Olen first contends the Assessor failed to make the mandatory adjustments to the comparable sales approach. However, the Assessor supplied the Board with a chart listing 10 items for which adjustments had been made and testified at length regarding each adjustment. Nothing in the record supports Olen’s contention to the contrary.

Olen next argues the Assessor’s analysis improperly compared sales of land with buildings to his building-only project. He believes the “value of the land is irrelevant” because the land was purchased over 25 years ago before the passage of Proposition 13. However, “[wjhen applied to real property, the words ‘full value’, ‘full cash value’, ‘cash value’, ‘actual value’ and ‘fair market value’ mean the price at which the unencumbered or unrestricted fee simple interest in the real property (subject to any legally enforceable governmental restrictions) would transfer for cash or its equivalent . . . .” (Cal. Code Regs., tit. 18, § 2.) Under these circumstances, the value of the land is relevant to comparable sales of improved land. Further, the Assessor provided documentary evidence and testimony subtracting the land value from the value of the building. Thus, the Board had ample evidence to consider the value of Olen’s building project in isolation had it chosen to do so.

Olen also argues the Assessor improperly failed to convert noncash sales of the comparables used in its analysis to their cash equivalent. The Assessor testified, “Sales under, all of these sales were either all cash sales or sales that had a down payment with a new loan. And under a cash equivalency analysis you would look to the loan to see if the loan is at or below or above market value. When they go on obtaining a new loan, I have yet to see a lender give a loan to somebody at or above market, excuse me, below or above market, a new loan by definition is at market value. So there is no cash equivalency necessary for these three sales.” Olen fails to explain how the Assessor should have converted cash sales to their cash equivalent.
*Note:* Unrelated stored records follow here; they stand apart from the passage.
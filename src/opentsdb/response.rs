use std::collections::BTreeMap;

use serde::Deserialize;

use crate::error::{Error, ErrorKind, Result};
use crate::model::{EpochSeconds, Label, Labels, Sample, METRIC_NAME};

/// Marker OpenTSDB puts into the error body when the queried metric has
/// never been written.
pub const METRIC_NOT_FOUND: &str = "No such name for 'metrics'";

// [
//   {
//     "metric": "sys.cpu.user",
//     "tags": {"host": "web-1", "dc": "ams"},
//     "aggregateTags": [],
//     "dps": {"1622100000": 42.5, "1622100015": 43}
//   }
// ]
#[derive(Clone, Debug, Deserialize, PartialEq)]
pub struct ResponseEntry {
    pub metric: String,
    #[serde(default)]
    pub tags: Tags,
    #[serde(rename = "dps", default)]
    pub datapoints: Datapoints,
}

impl ResponseEntry {
    /// Tags plus the metric name, sorted by label name.
    pub fn labels(&self) -> Labels {
        let mut labels = self.tags.labels();
        labels.push(Label::new(METRIC_NAME, self.metric.as_str()));
        Labels::new(labels)
    }

    pub fn samples(&self) -> Vec<Sample> {
        self.datapoints.samples()
    }
}

#[derive(Clone, Debug, Default, Deserialize, PartialEq)]
pub struct Tags(BTreeMap<String, String>);

impl Tags {
    fn labels(&self) -> Vec<Label> {
        self.0
            .iter()
            .map(|(name, value)| Label::new(name.as_str(), value.as_str()))
            .collect()
    }
}

impl<N: Into<String>, V: Into<String>> std::iter::FromIterator<(N, V)> for Tags {
    fn from_iter<I: IntoIterator<Item = (N, V)>>(iter: I) -> Self {
        Self(iter.into_iter().map(|(n, v)| (n.into(), v.into())).collect())
    }
}

/// Datapoints keyed by epoch seconds. JSON object keys are strings; serde
/// parses them as integers and rejects anything else.
#[derive(Clone, Debug, Default, Deserialize, PartialEq)]
pub struct Datapoints(BTreeMap<EpochSeconds, f64>);

impl Datapoints {
    pub fn is_empty(&self) -> bool {
        self.0.is_empty()
    }

    pub fn len(&self) -> usize {
        self.0.len()
    }

    pub fn samples(&self) -> Vec<Sample> {
        // parse_response rejects keys that overflow in millis.
        let mut samples: Vec<Sample> = self
            .0
            .iter()
            .map(|(&secs, &value)| Sample::new(secs.saturating_mul(1000), value))
            .collect();

        // Already ordered by the map, but consumers rely on it.
        samples.sort_by_key(|s| s.timestamp());
        samples
    }
}

// Keys are sorted, so only the two ends can overflow once in millis.
fn out_of_range(datapoints: &Datapoints) -> Option<EpochSeconds> {
    let first = datapoints.0.keys().next();
    let last = datapoints.0.keys().next_back();
    first
        .into_iter()
        .chain(last)
        .find(|secs| secs.checked_mul(1000).is_none())
        .copied()
}

impl std::iter::FromIterator<(EpochSeconds, f64)> for Datapoints {
    fn from_iter<I: IntoIterator<Item = (EpochSeconds, f64)>>(iter: I) -> Self {
        Self(iter.into_iter().collect())
    }
}

// {"error": {"code": 400, "message": "No such name for 'metrics': 'foo'", ...}}
#[derive(Deserialize)]
struct ErrorDocument {
    error: ErrorDetails,
}

#[derive(Deserialize)]
struct ErrorDetails {
    message: String,
}

pub fn parse_response(status: u16, body: &[u8]) -> Result<Vec<ResponseEntry>> {
    if !(200..300).contains(&status) {
        let body = String::from_utf8_lossy(body);

        // An unknown metric and a metric without matching series have to
        // look the same to the query engine.
        if body.contains(METRIC_NOT_FOUND) {
            tracing::debug!("metric not found in OpenTSDB, returning empty result");
            return Ok(vec![]);
        }

        let message = match serde_json::from_str::<ErrorDocument>(&body) {
            Ok(doc) => format!("OpenTSDB request failed with status {}: {}", status, doc.error.message),
            Err(_) => format!("OpenTSDB request failed with status {}", status),
        };
        tracing::warn!(status, "{}", message);
        return Err(Error::transport(&message));
    }

    let mut entries: Vec<ResponseEntry> = serde_json::from_slice(body)
        .map_err(|e| Error::with_source(ErrorKind::Decode, "malformed OpenTSDB response", e))?;

    entries.retain(|e| !e.datapoints.is_empty());

    for entry in &entries {
        if let Some(secs) = out_of_range(&entry.datapoints) {
            tracing::warn!(metric = %entry.metric, secs, "datapoint timestamp out of range");
            return Err(Error::new(
                ErrorKind::Decode,
                "datapoint timestamp out of range",
            ));
        }
    }
    Ok(entries)
}

#[cfg(test)]
mod tests {
    use super::*;

    #[test]
    fn test_labels_sorted_with_metric_name() {
        let entry = ResponseEntry {
            metric: "sys.cpu.user".to_string(),
            tags: vec![("zone", "eu"), ("host", "web-1"), ("app", "api")]
                .into_iter()
                .collect(),
            datapoints: Datapoints::default(),
        };

        let labels: Vec<(String, String)> = entry
            .labels()
            .iter()
            .map(|l| (l.name.clone(), l.value.clone()))
            .collect();

        assert_eq!(
            labels,
            vec![
                ("__name__".to_string(), "sys.cpu.user".to_string()),
                ("app".to_string(), "api".to_string()),
                ("host".to_string(), "web-1".to_string()),
                ("zone".to_string(), "eu".to_string()),
            ]
        );
    }

    #[test]
    fn test_samples_ascending_in_millis() {
        let body = br#"[{"metric": "m", "tags": {}, "dps": {"30": 3.0, "10": 1.0, "9": 0.5, "20": 2.0}}]"#;
        let entries = parse_response(200, body).unwrap();

        let samples: Vec<(i64, f64)> = entries[0]
            .samples()
            .iter()
            .map(|s| (s.timestamp(), s.value()))
            .collect();

        assert_eq!(
            samples,
            vec![(9_000, 0.5), (10_000, 1.0), (20_000, 2.0), (30_000, 3.0)]
        );
    }

    #[test]
    fn test_parse_response_empty_array() {
        assert_eq!(parse_response(200, b"[]").unwrap(), vec![]);
    }

    #[test]
    fn test_parse_response_drops_empty_series() {
        let body = br#"[
            {"metric": "m", "tags": {"host": "a"}, "aggregateTags": [], "dps": {}},
            {"metric": "m", "tags": {"host": "b"}, "aggregateTags": [], "dps": {"1622100000": 1}}
        ]"#;

        let entries = parse_response(200, body).unwrap();

        assert_eq!(entries.len(), 1);
        assert_eq!(entries[0].labels().get("host"), Some("b"));
        assert_eq!(entries[0].datapoints.len(), 1);
    }

    #[test]
    fn test_parse_response_metric_not_found() {
        let body = br#"{"error":{"code":400,"message":"No such name for 'metrics': 'foo'","details":"..."}}"#;
        assert_eq!(parse_response(400, body).unwrap(), vec![]);
    }

    #[test]
    fn test_parse_response_failures() {
        #[rustfmt::skip]
        let tests: [(u16, &[u8], ErrorKind, &str); 7] = [
            (500, b"boom", ErrorKind::Transport, "OpenTSDB request failed with status 500"),
            (400, br#"{"error":{"code":400,"message":"Unknown filter type"}}"#, ErrorKind::Transport, "OpenTSDB request failed with status 400: Unknown filter type"),
            (200, b"{not json", ErrorKind::Decode, "malformed OpenTSDB response"),
            (200, br#"{"metric": "m"}"#, ErrorKind::Decode, "malformed OpenTSDB response"),
            (200, br#"[{"metric": "m", "dps": {"yesterday": 1.0}}]"#, ErrorKind::Decode, "malformed OpenTSDB response"),
            (200, br#"[{"metric": "m", "tags": {}, "dps": {"9223372036854776": 1.0}}]"#, ErrorKind::Decode, "datapoint timestamp out of range"),
            (200, br#"[{"metric": "m", "tags": {}, "dps": {"-9223372036854776": 1.0, "1": 2.0}}]"#, ErrorKind::Decode, "datapoint timestamp out of range"),
        ];

        for (status, body, kind, message) in &tests {
            let err = parse_response(*status, body).unwrap_err();
            assert_eq!(err.kind(), *kind, "while testing {}", String::from_utf8_lossy(body));
            assert_eq!(err.message(), *message);
        }
    }
}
Citing Revenue and Taxation Code section 402.5, Olen next claims the Assessor failed to use sales near in time to the lien date. That section provides, “When valuing property by comparison with sales of other properties, in order to be considered comparable, the sales shall be sufficiently near in time to the valuation date, and the properties sold shall be located sufficiently near the property being valued, and shall be sufficiently alike in respect to character, size, situation, usability, zoning or other legal restriction as to use unless rebutted pursuant to Section 402.1, to make it clear that the properties sold and the properties being valued are comparable in value and that the cash equivalent price realized for the properties sold may fairly be considered as shedding light on the value of the property being valued. ‘Near in time to the valuation date’ does not include any sale more than 90 days after the lien date.”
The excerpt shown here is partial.